Another loss for Yaniv: Trans activist told to pay fees from failed cases before proceeding with new complaints

Canada’s internationally famous transgender activist Jonathan “Jessica” Yaniv, who was recently arrested for possession of an illegal weapon, charged with assault for attacking a reporter, and sued for defamation by a female journalist, is not having a good year so far. In the wake of a snarl of judicial chaos, Yaniv’s latest legal assault on women who do not want to wax his genitals is dead in the water until he pays what he owes on his previous complaints, which all failed. From the National Post:

A complaint brought forward by trans activist Jessica Yaniv has been deferred for six months by the BC Human Rights Tribunal for her failure to pay costs from previous unsuccessful complaints against three beauty salons. According to the Justice Centre for Constitutional Freedoms, Yaniv failed to pay $6,000 in costs to beauty salons she accused of discrimination for refusing to wax her genitalia. Yaniv filed the complaints in 2018 and the tribunal dismissed them in 2019.

In October, the Human Rights Tribunal thoroughly dismissed Yaniv’s case, ruling her persistent complaints that female salon workers refused to wax her scrotum were part of a campaign to both enrich herself and punish South Asian people, whom she views as hostile to the rights of transgender people.

In effect, the tribunal found the respondents did not offer scrotum waxing to anyone, so they did not deny Yaniv a service in the first place. It also preferred the respondents’ evidence wherever it conflicted with Yaniv’s, which was “disingenuous and self-serving.” Yaniv “targeted small businesses, manufactured the conditions for a human rights complaint, and then leveraged that complaint to pursue a financial settlement from parties who were unsophisticated and unlikely to mount a proper defence,” read the ruling. The ruling orders Yaniv to pay $2,000 to each of the three beauty salons for “improper conduct” including using human rights law as a “weapon” for “extortion.”

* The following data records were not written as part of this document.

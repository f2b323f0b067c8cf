//! Common types used across the appointment models

use std::fmt;

use serde::{Deserialize, Serialize};

use crate::error::{NoShowError, Result};

/// Patient gender as recorded on the appointment
#[derive(Debug, Clone, Copy, PartialEq, Eq, Hash, PartialOrd, Ord, Serialize, Deserialize)]
pub enum Gender {
    /// Female gender
    Female,
    /// Male gender
    Male,
}

impl Gender {
    /// The single-letter code used in the source table
    #[must_use]
    pub const fn code(self) -> &'static str {
        match self {
            Self::Female => "F",
            Self::Male => "M",
        }
    }
}

impl TryFrom<&str> for Gender {
    type Error = NoShowError;

    fn try_from(s: &str) -> Result<Self> {
        match s.trim().to_lowercase().as_str() {
            "f" | "female" => Ok(Self::Female),
            "m" | "male" => Ok(Self::Male),
            other => Err(NoShowError::validation(format!("Unknown gender '{other}'"))),
        }
    }
}

impl fmt::Display for Gender {
    fn fmt(&self, f: &mut fmt::Formatter<'_>) -> fmt::Result {
        f.write_str(self.code())
    }
}

/// Whether the patient attended the appointment
#[derive(Debug, Clone, Copy, PartialEq, Eq, Hash, PartialOrd, Ord, Serialize, Deserialize)]
pub enum AppointmentStatus {
    /// The patient showed up (`No-show` = "No")
    Showed,
    /// The patient did not show up (`No-show` = "Yes")
    NoShow,
}

impl AppointmentStatus {
    /// Both statuses in table column order
    pub const ALL: [Self; 2] = [Self::Showed, Self::NoShow];

    /// Column position in a contingency table
    #[must_use]
    pub const fn index(self) -> usize {
        match self {
            Self::Showed => 0,
            Self::NoShow => 1,
        }
    }

    /// Human readable label used in reports and chart legends
    #[must_use]
    pub const fn label(self) -> &'static str {
        match self {
            Self::Showed => "Showed up",
            Self::NoShow => "No-show",
        }
    }

    /// Value of the `No-show` column in the source table
    #[must_use]
    pub const fn source_value(self) -> &'static str {
        match self {
            Self::Showed => "No",
            Self::NoShow => "Yes",
        }
    }

    /// Convenience predicate
    #[must_use]
    pub const fn is_no_show(self) -> bool {
        matches!(self, Self::NoShow)
    }
}

impl TryFrom<&str> for AppointmentStatus {
    type Error = NoShowError;

    fn try_from(s: &str) -> Result<Self> {
        match s.trim().to_lowercase().as_str() {
            "no" => Ok(Self::Showed),
            "yes" => Ok(Self::NoShow),
            other => Err(NoShowError::validation(format!(
                "Unknown No-show value '{other}' (expected Yes or No)"
            ))),
        }
    }
}

impl fmt::Display for AppointmentStatus {
    fn fmt(&self, f: &mut fmt::Formatter<'_>) -> fmt::Result {
        f.write_str(self.label())
    }
}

On Jan. 7, the Justice Centre said Yaniv had launched a new complaint, against a salon run by immigrant women who are of the Sikh faith. The salon, She Point Beauty Studio in Surrey, B.C., said it was approached by Yaniv seeking services in August of last year, like Brazilian bikini waxing and leg waxing.

But due to her refusal to pay the costs from the previous complaints, the tribunal has deferred this new complaint until the costs are paid, or for six months. According to the Justice Centre, this means Yaniv cannot pursue any complaints during this time, and if the costs aren’t paid after the six months, another deferral can be placed, or the complaints can be dismissed altogether.

It doesn’t look like Yaniv will be disappearing from the national stage anytime soon. And the longer he stays in the public eye, the more he reminds everyone that the premises of the transgender movement, and the implications of enshrining their ideology in law, can have bizarre and insane consequences.